> Task description: Show each line of the listing in which the word "encoding" occurs.

Start of Recorded data

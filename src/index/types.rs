use crate::utils::classify::ClassifierKind;
use crate::utils::tokenizer::DEFAULT_BLOCK_SIZE;
use serde::Deserialize;

/// Identifier of a row in the `doc` table
pub type DocId = i64;

/// Identifier of a row in the `path` table
pub type PathId = i64;

/// Identifier of a row in the `word` table
pub type WordId = i64;

/// The two document kinds derived from one filesystem path.
#[derive(Debug, Clone, Copy, PartialEq, Eq, PartialOrd, Ord, Hash)]
#[repr(i64)]
pub enum DocKind {
    /// The path string itself, as indexable text
    Path = 10,
    /// The content of the file at that path
    File = 20,
}

impl DocKind {
    pub fn as_int(self) -> i64 {
        self as i64
    }

    pub fn from_int(value: i64) -> Option<Self> {
        match value {
            10 => Some(DocKind::Path),
            20 => Some(DocKind::File),
            _ => None,
        }
    }

    pub fn label(self) -> &'static str {
        match self {
            DocKind::Path => "path",
            DocKind::File => "file",
        }
    }
}

/// Running statistics for one word in one document.
#[derive(Debug, Clone, Copy, Default, PartialEq, Eq)]
pub struct WordCounts {
    /// Occurrences of the word in the document
    pub count: u64,
    /// Sum of the positions of every occurrence
    pub totpos: u64,
}

impl WordCounts {
    #[inline]
    pub fn add(&mut self, position: u32) {
        self.count += 1;
        self.totpos += u64::from(position);
    }

    /// Add the totals of an aggregated entry.
    #[inline]
    pub fn merge(&mut self, stat: &WordStat) {
        self.count += stat.count;
        self.totpos += stat.totpos;
    }
}

/// One drained accumulator entry, ready to become a match row.
#[derive(Debug, Clone, PartialEq, Eq)]
pub struct WordStat {
    pub word: String,
    pub doc_id: DocId,
    pub count: u64,
    pub totpos: u64,
}

impl WordStat {
    /// Truncated mean position. Entries only exist after a first occurrence.
    pub fn avg_position(&self) -> u64 {
        if self.count == 0 {
            0
        } else {
            self.totpos / self.count
        }
    }
}

/// Which accumulator backs an indexing run.
#[derive(Debug, Clone, Copy, PartialEq, Eq, Default, Deserialize)]
#[serde(rename_all = "kebab-case")]
pub enum AccumulatorKind {
    /// Nested hash maps, unbounded and exact
    #[default]
    Map,
    /// Fixed-size open-addressing table keyed by incremental FNV-1a
    Table,
}

/// Configuration for the indexer
#[derive(Debug, Clone, Deserialize)]
pub struct IndexConfig {
    /// Bytes read per block when streaming file contents
    #[serde(default = "default_block_size")]
    pub block_size: usize,

    #[serde(default)]
    pub accumulator: AccumulatorKind,

    /// log2 of the bucket count of the bounded table
    #[serde(default = "default_table_bits")]
    pub table_bits: u32,

    /// Switch to the unbounded map when the bounded table fills up
    #[serde(default = "default_fallback_on_full")]
    pub fallback_on_full: bool,

    #[serde(default)]
    pub classifier: ClassifierKind,

    /// File extensions indexed during directory runs (empty = all)
    #[serde(default)]
    pub extensions: Vec<String>,

    /// Descend into hidden files and directories
    #[serde(default)]
    pub hidden: bool,

    #[serde(default)]
    pub follow_links: bool,
}

fn default_block_size() -> usize {
    DEFAULT_BLOCK_SIZE
}

fn default_table_bits() -> u32 {
    crate::index::accumulator::DEFAULT_TABLE_BITS
}

fn default_fallback_on_full() -> bool {
    true
}

impl Default for IndexConfig {
    fn default() -> Self {
        Self {
            block_size: default_block_size(),
            accumulator: AccumulatorKind::default(),
            table_bits: default_table_bits(),
            fallback_on_full: default_fallback_on_full(),
            classifier: ClassifierKind::default(),
            extensions: Vec::new(),
            hidden: false,
            follow_links: false,
        }
    }
}

impl IndexConfig {
    /// Whether a file passes the extension filter.
    pub fn accepts_extension(&self, path: &std::path::Path) -> bool {
        if self.extensions.is_empty() {
            return true;
        }
        let Some(ext) = path.extension().and_then(|e| e.to_str()) else {
            return false;
        };
        self.extensions
            .iter()
            .any(|want| want.trim_start_matches('.').eq_ignore_ascii_case(ext))
    }
}

/// Counters for one indexing run
#[derive(Debug, Clone, Copy, Default, PartialEq, Eq)]
pub struct IndexStats {
    pub files_indexed: usize,
    pub binary_skipped: usize,
    pub files_failed: usize,
    /// Tokens recorded in the accumulator
    pub tokens: u64,
    /// Tokens the bounded table could not account for
    pub tokens_dropped: u64,
}

/// Counters for one flush
#[derive(Debug, Clone, Copy, Default, PartialEq, Eq)]
pub struct FlushStats {
    pub matches_written: usize,
    pub words_created: usize,
}
//! Binary/text classification of files before content indexing.

use crate::error::{Error, Result};
use serde::Deserialize;
use std::fs::File;
use std::io::Read;
use std::path::{Path, PathBuf};
use std::process::Command;
use tracing::warn;

/// Bytes inspected by the sampling classifier.
const SAMPLE_SIZE: usize = 8192;

/// Decides whether a file's content is worth tokenizing.
pub trait ContentClassifier {
    fn is_binary(&self, path: &Path) -> Result<bool>;
}

/// Which classifier an indexing run uses.
#[derive(Debug, Clone, Copy, PartialEq, Eq, Default, Deserialize)]
#[serde(rename_all = "kebab-case")]
pub enum ClassifierKind {
    /// Inspect the first bytes of the file in-process
    #[default]
    Sample,
    /// Ask `file --brief --mime-encoding`
    FileCommand,
}

impl ClassifierKind {
    pub fn build(self) -> Box<dyn ContentClassifier> {
        match self {
            ClassifierKind::Sample => Box::new(SampleClassifier),
            ClassifierKind::FileCommand => Box::new(FileCommandClassifier::default()),
        }
    }
}

/// Heuristic over the leading bytes: many NULs or control bytes means binary.
#[derive(Debug, Clone, Copy, Default)]
pub struct SampleClassifier;

impl ContentClassifier for SampleClassifier {
    fn is_binary(&self, path: &Path) -> Result<bool> {
        let mut file = File::open(path).map_err(|e| Error::io(path, e))?;
        let mut sample = Vec::with_capacity(SAMPLE_SIZE);
        file.by_ref()
            .take(SAMPLE_SIZE as u64)
            .read_to_end(&mut sample)
            .map_err(|e| Error::io(path, e))?;
        Ok(is_binary(&sample))
    }
}

/// Delegates to the external `file` utility.
///
/// Any answer mentioning "binary" skips the content. When the utility cannot
/// be run the sampling heuristic decides instead.
#[derive(Debug, Clone)]
pub struct FileCommandClassifier {
    program: PathBuf,
}

impl Default for FileCommandClassifier {
    fn default() -> Self {
        Self {
            program: PathBuf::from("file"),
        }
    }
}

impl FileCommandClassifier {
    pub fn with_program(program: impl Into<PathBuf>) -> Self {
        Self {
            program: program.into(),
        }
    }
}

impl ContentClassifier for FileCommandClassifier {
    fn is_binary(&self, path: &Path) -> Result<bool> {
        let output = Command::new(&self.program)
            .arg("--brief")
            .arg("--mime-encoding")
            .arg(path)
            .output();

        match output {
            Ok(out) if out.status.success() => {
                let verdict = String::from_utf8_lossy(&out.stdout);
                Ok(verdict.contains("binary"))
            }
            Ok(out) => {
                warn!(
                    path = %path.display(),
                    status = %out.status,
                    "file classifier failed, sampling instead"
                );
                SampleClassifier.is_binary(path)
            }
            Err(e) => {
                warn!(
                    program = %self.program.display(),
                    error = %e,
                    "file classifier unavailable, sampling instead"
                );
                SampleClassifier.is_binary(path)
            }
        }
    }
}

/// Check if content is likely binary
pub fn is_binary(content: &[u8]) -> bool {
    let sample = &content[..content.len().min(SAMPLE_SIZE)];
    if sample.is_empty() {
        return false;
    }

    // Any NUL in the sample is a strong signal
    if sample.contains(&0) {
        return true;
    }

    // High proportion of control bytes
    let control = sample
        .iter()
        .filter(|&&b| b < 0x20 && !matches!(b, b'\n' | b'\r' | b'\t' | 0x0C))
        .count();

    control > sample.len() / 8
}

#[cfg(test)]
mod tests {
    use super::*;
    use std::io::Write;

    #[test]
    fn test_is_binary() {
        assert!(!is_binary(b""));
        assert!(!is_binary(b"plain text\nwith lines\r\n\tand tabs"));
        assert!(!is_binary("caf\u{e9} cr\u{e8}me".as_bytes()));
        assert!(is_binary(b"ELF\x00\x01\x02"));
        assert!(is_binary(&[0x01, 0x02, 0x03, 0x04, b'a', b'b']));
    }

    #[test]
    fn test_sample_classifier_reads_file() {
        let dir = tempfile::tempdir().unwrap();
        let text = dir.path().join("a.txt");
        let bin = dir.path().join("a.bin");
        std::fs::write(&text, "hello world").unwrap();
        std::fs::File::create(&bin)
            .unwrap()
            .write_all(&[0u8, 159, 146, 150, 0, 0])
            .unwrap();

        assert!(!SampleClassifier.is_binary(&text).unwrap());
        assert!(SampleClassifier.is_binary(&bin).unwrap());
    }

    #[test]
    fn test_sample_classifier_missing_file() {
        let err = SampleClassifier
            .is_binary(Path::new("/definitely/not/here"))
            .unwrap_err();
        assert_eq!(err.kind(), crate::ErrorKind::IoFailure);
    }

    #[test]
    fn test_file_command_falls_back_when_missing() {
        let dir = tempfile::tempdir().unwrap();
        let text = dir.path().join("a.txt");
        std::fs::write(&text, "hello world").unwrap();

        let classifier = FileCommandClassifier::with_program("/nonexistent/file-utility");
        assert!(!classifier.is_binary(&text).unwrap());
    }

    #[test]
    fn test_kind_serde() {
        let kind: ClassifierKind = serde_json::from_str("\"file-command\"").unwrap();
        assert_eq!(kind, ClassifierKind::FileCommand);
        assert_eq!(ClassifierKind::default(), ClassifierKind::Sample);
    }
}
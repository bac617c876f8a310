//! Spinner shown while a directory is walked.
//!
//! Draws through `indicatif` when the `progress` feature is on. Without the
//! feature, or when disabled at runtime, every call does nothing.

pub struct Spinner {
    #[cfg(feature = "progress")]
    bar: Option<indicatif::ProgressBar>,
}

#[cfg(feature = "progress")]
impl Spinner {
    pub fn start(enabled: bool, message: String) -> Self {
        let bar = enabled.then(|| {
            let bar = indicatif::ProgressBar::new_spinner();
            if let Ok(style) =
                indicatif::ProgressStyle::default_spinner().template("{spinner:.cyan} {msg}")
            {
                bar.set_style(style);
            }
            bar.set_message(message);
            bar.enable_steady_tick(std::time::Duration::from_millis(80));
            bar
        });
        Spinner { bar }
    }

    /// Replace the message; `message` is only built when something is drawn.
    pub fn update(&self, message: impl FnOnce() -> String) {
        if let Some(bar) = &self.bar {
            bar.set_message(message());
        }
    }

    pub fn finish(self, message: impl FnOnce() -> String) {
        if let Some(bar) = self.bar {
            bar.finish_with_message(message());
        }
    }
}

#[cfg(not(feature = "progress"))]
impl Spinner {
    pub fn start(_enabled: bool, _message: String) -> Self {
        Spinner {}
    }

    pub fn update(&self, _message: impl FnOnce() -> String) {}

    pub fn finish(self, _message: impl FnOnce() -> String) {}
}

#[cfg(test)]
mod tests {
    use super::*;

    #[test]
    fn test_disabled_spinner_never_formats() {
        let spinner = Spinner::start(false, "walking".into());
        spinner.update(|| panic!("message built for a hidden spinner"));
        spinner.finish(|| panic!("message built for a hidden spinner"));
    }
}
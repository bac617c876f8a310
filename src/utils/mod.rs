//! Shared building blocks.
//!
//! - [`charmap`] - per-character classification into normalized fragments
//! - [`tokenizer`] - streaming word extraction with incremental hashing
//! - [`classify`] - binary/text detection before content indexing
//! - [`app_data`] - app data directory and JSON config
//! - [`progress`] - directory-walk spinner, inert without the `progress` feature

pub mod app_data;
pub mod charmap;
pub mod classify;
pub mod progress;
pub mod tokenizer;

pub use tokenizer::{tokenize_str, Token, Tokens};
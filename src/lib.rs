//! # Tally - word-frequency indexing of paths and file contents
//!
//! Tally tokenizes file paths and file contents into words, accumulates
//! per-document counts and average positions in memory, and persists them as
//! an inverted index in SQLite. Lookups return every document containing a
//! word, with its path rebuilt from the interned path tree.
//!
//! ## Architecture
//!
//! - [`utils`] - character classification, tokenizer, binary detection, config
//! - [`index`] - word accumulators and the [`index::Indexer`] orchestrator
//! - [`store`] - schema, path interning, documents, transactional flush
//! - [`query`] - single-word search
//! - [`output`] - terminal rendering
//!
//! ## Quick Start
//!
//! ```no_run
//! use tally::index::{IndexConfig, Indexer};
//! use tally::store::Store;
//! use std::path::Path;
//!
//! let mut store = Store::open(Path::new("/tmp/tally.db"))?;
//!
//! let mut indexer = Indexer::new(&mut store, IndexConfig::default())?;
//! indexer.index_path(Path::new("/etc/hosts"))?;
//! indexer.commit()?;
//!
//! for hit in tally::query::search(&store, "localhost", None, 0)? {
//!     println!("{} ({}) count={}", hit.path, hit.kind.label(), hit.count);
//! }
//! # Ok::<(), tally::Error>(())
//! ```

pub mod error;
pub mod index;
pub mod output;
pub mod query;
pub mod store;
pub mod utils;

pub use error::{Error, ErrorKind, Result};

End of Recorded data

> Result for this task:
    /// Ask `file --brief --mime-encoding`
            .arg("--mime-encoding")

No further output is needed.